“Just-In-Time,” also known as J.I.T., is a manufacturing or supply system whose goal is to maintain inventories as close to zero as possible. Here is how Investopedia defines the term:
Companies employ this inventory strategy to increase efficiency and decrease waste by receiving goods only as they need them for the production process, which reduces inventory costs.
Developed by Toyota in the 1970s, “just-in-time” has become the mantra of every entity in the supply chain from manufacturer to retailer. But because the system is based upon maintaining lean inventories, the current chaos in the world’s supply chain has hit companies and retailers hard. They simply do not have sufficient inventory to tide themselves over until shipping begins flowing again. The result has been unprecedented out-of-stocks.
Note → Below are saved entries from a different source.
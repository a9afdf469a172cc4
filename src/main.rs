// src/main.rs

use rnapipe::{cli, logging, run};

#[tokio::main]
async fn main() {
    if let Err(err) = run_main().await {
        eprintln!("rnapipe error: {err:?}");
        std::process::exit(1);
    }
}

async fn run_main() -> anyhow::Result<()> {
    let args = cli::parse();
    logging::init_logging(args.log_level)?;
    run(args).await?;
    Ok(())
}
// tests/config_validation.rs

use std::path::PathBuf;

use rnapipe::config::manifest::ReadSpec;
use rnapipe::errors::PipelineError;
use rnapipe_test_utils::builders::ConfigFileBuilder;

fn paths(parts: &[&str]) -> Vec<PathBuf> {
    parts.iter().map(PathBuf::from).collect()
}

#[test]
fn single_end_one_lane() {
    let spec = ReadSpec::parse("s", "reads/s.fq").unwrap();
    assert_eq!(spec, ReadSpec::SingleEnd(paths(&["reads/s.fq"])));
    assert!(!spec.is_paired());
}

#[test]
fn paired_end_with_colon() {
    let spec = ReadSpec::parse("s", "s_R1.fq:s_R2.fq").unwrap();
    assert_eq!(
        spec,
        ReadSpec::PairedEnd {
            r1: paths(&["s_R1.fq"]),
            r2: paths(&["s_R2.fq"]),
        }
    );
}

#[test]
fn semicolon_is_an_accepted_pair_separator() {
    let spec = ReadSpec::parse("s", "s_R1.fq;s_R2.fq").unwrap();
    assert!(spec.is_paired());
}

#[test]
fn comma_separated_lanes_per_side() {
    let spec = ReadSpec::parse("s", "l1_R1.fq,l2_R1.fq:l1_R2.fq,l2_R2.fq").unwrap();
    assert_eq!(
        spec,
        ReadSpec::PairedEnd {
            r1: paths(&["l1_R1.fq", "l2_R1.fq"]),
            r2: paths(&["l1_R2.fq", "l2_R2.fq"]),
        }
    );
    assert_eq!(spec.all_inputs().len(), 4);
}

#[test]
fn whitespace_around_paths_is_trimmed() {
    let spec = ReadSpec::parse("s", " a.fq , b.fq : c.fq , d.fq ").unwrap();
    assert_eq!(
        spec,
        ReadSpec::PairedEnd {
            r1: paths(&["a.fq", "b.fq"]),
            r2: paths(&["c.fq", "d.fq"]),
        }
    );
}

#[test]
fn empty_spec_is_rejected() {
    let err = ReadSpec::parse("s", "   ").unwrap_err();
    assert!(matches!(
        err,
        PipelineError::InvalidManifestEntry { ref sample, .. } if sample == "s"
    ));
}

#[test]
fn empty_lane_entry_is_rejected() {
    assert!(ReadSpec::parse("s", "a.fq,:b.fq").is_err());
    assert!(ReadSpec::parse("s", "a.fq,,c.fq").is_err());
}

#[test]
fn mismatched_paired_lane_counts_are_rejected() {
    let err = ReadSpec::parse("s", "l1_R1.fq,l2_R1.fq:l1_R2.fq").unwrap_err();
    match err {
        PipelineError::InvalidManifestEntry { sample, reason } => {
            assert_eq!(sample, "s");
            assert!(reason.contains("lane counts"), "reason: {reason}");
        }
        other => panic!("unexpected error: {other:?}"),
    }
}

#[test]
fn more_than_two_sides_is_rejected() {
    assert!(ReadSpec::parse("s", "a.fq:b.fq:c.fq").is_err());
}

#[test]
fn config_without_samples_is_rejected() {
    let err = ConfigFileBuilder::new().try_build().unwrap_err();
    assert!(matches!(err, PipelineError::ConfigError(_)));
}

#[test]
fn malformed_sample_fails_config_validation() {
    let err = ConfigFileBuilder::new()
        .with_sample("good", "a.fq:b.fq")
        .with_sample("bad", "a.fq:b.fq:c.fq")
        .try_build()
        .unwrap_err();
    assert!(matches!(
        err,
        PipelineError::InvalidManifestEntry { ref sample, .. } if sample == "bad"
    ));
}

#[test]
fn zero_jobs_is_rejected() {
    let err = ConfigFileBuilder::new()
        .with_sample("s", "a.fq")
        .with_jobs(0)
        .try_build()
        .unwrap_err();
    assert!(matches!(err, PipelineError::ConfigError(_)));
}

#[test]
fn p_value_outside_unit_interval_is_rejected() {
    for p in [0.0, -0.1, 1.5] {
        let result = ConfigFileBuilder::new()
            .with_sample("s", "a.fq")
            .with_p_value(p)
            .try_build();
        assert!(result.is_err(), "p_value {p} should be rejected");
    }
}

#[test]
fn empty_feature_list_is_rejected() {
    let err = ConfigFileBuilder::new()
        .with_sample("s", "a.fq")
        .with_features(&[])
        .try_build()
        .unwrap_err();
    assert!(matches!(err, PipelineError::ConfigError(_)));
}

#[test]
fn samples_come_out_in_name_order() {
    let cfg = ConfigFileBuilder::new()
        .with_sample("zeta", "z.fq")
        .with_sample("alpha", "a.fq")
        .build();
    let names: Vec<&str> = cfg.samples().iter().map(|s| s.name.as_str()).collect();
    assert_eq!(names, vec!["alpha", "zeta"]);
}
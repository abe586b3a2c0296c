//! Chemistry pair matrix loading and lookup.
//!
//! Provides two loading methods:
//! - `default_compatibility()` - Loads the embedded matrix compiled into the binary
//! - `load_compatibility(path)` - Loads a custom matrix from a TOML file path

use anyhow::Result;
use std::collections::HashMap;
use std::path::Path;
use tracing::info;

use super::types::{CompatibilityConfig, CompatibilityResult, CompatibilityStatus};

/// Default pair matrix embedded in the binary at compile time.
/// Loaded from `config/compatibility.toml`.
const DEFAULT_COMPATIBILITY: &str = include_str!("../../config/compatibility.toml");

/// Load a pair matrix from a TOML file at the given path.
///
/// # Arguments
/// * `path` - Path to the TOML file containing pair facts
///
/// # Returns
/// * `Ok(CompatibilityConfig)` - Parsed matrix configuration
/// * `Err` - If the file cannot be read or the TOML is invalid
pub fn load_compatibility(path: &Path) -> Result<CompatibilityConfig> {
    let content = std::fs::read_to_string(path)?;
    let config: CompatibilityConfig = toml::from_str(&content)?;
    Ok(config)
}

/// Get the default pair matrix embedded in the binary.
///
/// # Panics
/// Panics if the embedded TOML is invalid (this would be a compile-time bug).
pub fn default_compatibility() -> CompatibilityConfig {
    toml::from_str(DEFAULT_COMPATIBILITY).expect("embedded compatibility.toml must be valid TOML")
}

/// Lookup table of chemistry pair facts.
///
/// Pairs are unordered: a fact registered for (a, b) answers (b, a) too.
/// Keys are normalized to lowercase and sorted lexicographically before
/// storage, so each pair exists exactly once regardless of how the rule
/// was written.
#[derive(Debug, Clone)]
pub struct CompatibilityMatrix {
    facts: HashMap<(String, String), CompatibilityResult>,
}

impl CompatibilityMatrix {
    /// Build a matrix from a loaded configuration.
    ///
    /// When the configuration lists the same pair twice, the later rule
    /// wins; this lets a custom matrix loaded on top of defaults override
    /// individual facts.
    pub fn new(config: CompatibilityConfig) -> Self {
        let mut facts = HashMap::new();
        for rule in config.pairs {
            let [a, b] = rule.chemistries;
            facts.insert(
                Self::key(&a, &b),
                CompatibilityResult {
                    status: rule.status,
                    reason: rule.reason,
                    conditions: rule.conditions,
                    recommendation: rule.recommendation,
                },
            );
        }
        info!(pairs = facts.len(), "compatibility matrix ready");
        CompatibilityMatrix { facts }
    }

    /// The matrix embedded in the binary.
    pub fn builtin() -> Self {
        CompatibilityMatrix::new(default_compatibility())
    }

    fn key(a: &str, b: &str) -> (String, String) {
        let a = a.trim().to_lowercase();
        let b = b.trim().to_lowercase();
        if a <= b {
            (a, b)
        } else {
            (b, a)
        }
    }

    /// Add or replace the fact for a pair.
    pub fn register(&mut self, a: &str, b: &str, fact: CompatibilityResult) {
        self.facts.insert(Self::key(a, b), fact);
    }

    /// Look up the verdict for two chemistries.
    ///
    /// A chemistry checked against itself is always compatible. Pairs the
    /// matrix has no fact for come back `Unknown`, never an error.
    pub fn check(&self, a: &str, b: &str) -> CompatibilityResult {
        let key = Self::key(a, b);
        if key.0 == key.1 {
            return CompatibilityResult {
                status: CompatibilityStatus::Compatible,
                ..CompatibilityResult::default()
            };
        }
        self.facts.get(&key).cloned().unwrap_or_default()
    }

    pub fn len(&self) -> usize {
        self.facts.len()
    }

    pub fn is_empty(&self) -> bool {
        self.facts.is_empty()
    }
}
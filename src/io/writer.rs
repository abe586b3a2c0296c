//! Atomic export of detail documents and catalog snapshots.

use std::collections::HashMap;
use std::io::Write;
use std::path::Path;

use chrono::{DateTime, Utc};
use serde::{Deserialize, Serialize};
use tempfile::NamedTempFile;
use tracing::info;

use crate::detail::SemanticDetail;
use crate::equivalency::{EquivalencyDatabase, MaterialFamily};
use crate::error::DetailError;
use crate::material::{MaterialCatalog, MaterialDna};

/// Write a string to a file atomically.
///
/// The content goes to a temporary file in the target's directory, then an
/// atomic rename replaces the target. An interrupted write never leaves a
/// partial file behind. Missing parent directories are created; a bare file
/// name writes to the current directory.
fn write_atomic(content: &str, target: &Path) -> Result<(), DetailError> {
    let parent = match target.parent() {
        Some(p) if !p.as_os_str().is_empty() => p,
        _ => Path::new("."),
    };
    std::fs::create_dir_all(parent)?;

    // Temp file in the same directory so the rename stays on one filesystem.
    let mut temp = NamedTempFile::new_in(parent)?;
    temp.write_all(content.as_bytes())?;
    temp.flush()?;
    temp.persist(target).map_err(|e| DetailError::Io(e.error))?;
    Ok(())
}

/// Write one detail as a bare JSON document, atomically.
pub fn write_detail_atomic(detail: &SemanticDetail, target: &Path) -> Result<(), DetailError> {
    let json = serde_json::to_string_pretty(detail)?;
    write_atomic(&json, target)?;
    info!(path = %target.display(), detail = %detail.id, "wrote detail document");
    Ok(())
}

/// Write a set of details as one wrapper document, atomically.
pub fn write_document_atomic(details: &[SemanticDetail], target: &Path) -> Result<(), DetailError> {
    let document = serde_json::json!({ "materials": details });
    let json = serde_json::to_string_pretty(&document)?;
    write_atomic(&json, target)?;
    info!(path = %target.display(), details = details.len(), "wrote detail bundle");
    Ok(())
}

/// Serialized snapshot of a material catalog.
#[derive(Debug, Serialize, Deserialize)]
pub struct CatalogExport {
    /// When the snapshot was taken.
    pub exported_at: DateTime<Utc>,
    /// Material records keyed by canonical type tag.
    pub materials: HashMap<String, MaterialDna>,
}

/// Export the material catalog as timestamped JSON, atomically.
pub fn export_catalog(catalog: &MaterialCatalog, target: &Path) -> Result<(), DetailError> {
    let export = CatalogExport {
        exported_at: Utc::now(),
        materials: catalog.to_config().materials,
    };
    let json = serde_json::to_string_pretty(&export)?;
    write_atomic(&json, target)?;
    info!(path = %target.display(), materials = export.materials.len(), "exported material catalog");
    Ok(())
}

/// Serialized snapshot of an equivalency database.
#[derive(Debug, Serialize, Deserialize)]
pub struct EquivalencyExport {
    /// When the snapshot was taken.
    pub exported_at: DateTime<Utc>,
    /// Product families, in database order.
    pub families: Vec<MaterialFamily>,
}

/// Export the equivalency database as timestamped JSON, atomically.
pub fn export_equivalency(
    database: &EquivalencyDatabase,
    target: &Path,
) -> Result<(), DetailError> {
    let export = EquivalencyExport {
        exported_at: Utc::now(),
        families: database.to_config().families,
    };
    let json = serde_json::to_string_pretty(&export)?;
    write_atomic(&json, target)?;
    info!(path = %target.display(), families = export.families.len(), "exported equivalency database");
    Ok(())
}
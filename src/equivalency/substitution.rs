//! Whole-detail manufacturer substitution.

use tracing::{debug, info};

use crate::detail::{ProductReference, SemanticDetail};
use crate::resolver::resolve_material_type;

use super::database::EquivalencyDatabase;

/// One product binding rewritten or added by a substitution.
#[derive(Debug, Clone, PartialEq)]
pub struct ProductSwap {
    /// Layer whose binding changed.
    pub layer: String,
    /// The binding that was replaced; `None` when the layer had no
    /// product before and one was added.
    pub from_manufacturer: Option<String>,
    pub from_product: Option<String>,
    pub to_manufacturer: String,
    pub to_product: String,
    /// Database confidence in the replacement product.
    pub confidence: f32,
}

/// Result of switching a detail to a target manufacturer.
#[derive(Debug, Clone)]
pub struct SubstitutionOutcome {
    /// The rewritten detail. Everything except product bindings, sheet
    /// thicknesses fixed by the replacement products, and the `source`
    /// note is byte-for-byte the input.
    pub detail: SemanticDetail,
    /// Bindings that changed, in layer order.
    pub changes: Vec<ProductSwap>,
    /// Layers still carrying another manufacturer's binding after the
    /// run; the database had no equivalent at the target for them.
    /// Sorted and deduplicated.
    pub unmatched: Vec<String>,
}

/// Rewrite a detail onto one target manufacturer's product line.
///
/// Every layer whose resolved material type has an entry for the target
/// gets that entry: the product binding is replaced (or added when the
/// layer had none), and the layer thickness is set to the entry's sheet
/// thickness when the entry declares one. Layers the database cannot
/// match stay byte-for-byte unchanged; the assembly never loses a
/// product over a gap in the database.
///
/// The input detail is never modified, and the operation is idempotent:
/// running it twice with the same target produces the same detail as
/// running it once.
pub fn switch_manufacturer(
    detail: &SemanticDetail,
    target_manufacturer: &str,
    database: &EquivalencyDatabase,
) -> SubstitutionOutcome {
    let mut result = detail.clone();
    let mut changes = Vec::new();

    for layer in &mut result.layers {
        let Some(material_type) = resolve_material_type(layer) else {
            continue;
        };
        let Some(entry) = database.entry_for_type(material_type, target_manufacturer) else {
            continue;
        };

        if let Some(thickness) = entry.thickness_mm {
            if layer.thickness_mm != thickness {
                debug!(
                    layer = %layer.id,
                    from = layer.thickness_mm,
                    to = thickness,
                    "thickness set to replacement sheet"
                );
                layer.thickness_mm = thickness;
            }
        }

        let binding = result.products.iter_mut().find(|p| p.layer == layer.id);
        match binding {
            Some(product) => {
                if product.manufacturer == entry.manufacturer && product.product == entry.product {
                    continue;
                }
                debug!(
                    layer = %layer.id,
                    from = %product.product,
                    to = %entry.product,
                    "product substituted"
                );
                changes.push(ProductSwap {
                    layer: layer.id.clone(),
                    from_manufacturer: Some(product.manufacturer.clone()),
                    from_product: Some(product.product.clone()),
                    to_manufacturer: entry.manufacturer.clone(),
                    to_product: entry.product.clone(),
                    confidence: entry.confidence,
                });
                product.manufacturer = entry.manufacturer.clone();
                product.product = entry.product.clone();
                // A finish color carries over only when the replacement
                // product is offered in it.
                if let Some(color) = &product.color {
                    let offered = entry.colors.iter().any(|c| c.eq_ignore_ascii_case(color));
                    if !offered {
                        product.color = None;
                    }
                }
            }
            None => {
                debug!(layer = %layer.id, product = %entry.product, "product bound");
                changes.push(ProductSwap {
                    layer: layer.id.clone(),
                    from_manufacturer: None,
                    from_product: None,
                    to_manufacturer: entry.manufacturer.clone(),
                    to_product: entry.product.clone(),
                    confidence: entry.confidence,
                });
                result.products.push(ProductReference {
                    manufacturer: entry.manufacturer.clone(),
                    product: entry.product.clone(),
                    layer: layer.id.clone(),
                    color: None,
                });
            }
        }
    }

    let mut unmatched: Vec<String> = result
        .products
        .iter()
        .filter(|p| !p.manufacturer.eq_ignore_ascii_case(target_manufacturer))
        .map(|p| p.layer.clone())
        .collect();
    unmatched.sort_unstable();
    unmatched.dedup();

    if !changes.is_empty() {
        // Stable canonical casing from the database, so repeated runs
        // produce identical text.
        let canonical = changes[0].to_manufacturer.clone();
        result.source = Some(format!("products substituted to {canonical}"));
    }

    info!(
        detail = %detail.id,
        target = target_manufacturer,
        changed = changes.len(),
        unmatched = unmatched.len(),
        "manufacturer substitution"
    );

    SubstitutionOutcome {
        detail: result,
        changes,
        unmatched,
    }
}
Bethan Moorcraft, in his article for Insurance Business Magazine, quotes Andrew Yeoman as putting the problem as follows:
We have changed our supply chains to be as lean and just-in-time as possible, [which means] that a disruption in one part of the world can have an [almost immediate] impact on the availability of goods in another. The COVID-19 pandemic has shown us that we have a very finely tuned global supply chain.”
“Just-in-time” has proven to be an excellent means of maintaining lean inventories and increasing profitability. It is certainly here to stay. Still, the recent disruption due to the pandemic will undoubtedly cause some managers to consider whether their inventory levels have become anorexic. Going forward, my bet is that companies are going to keep just a bit more inventory on hand.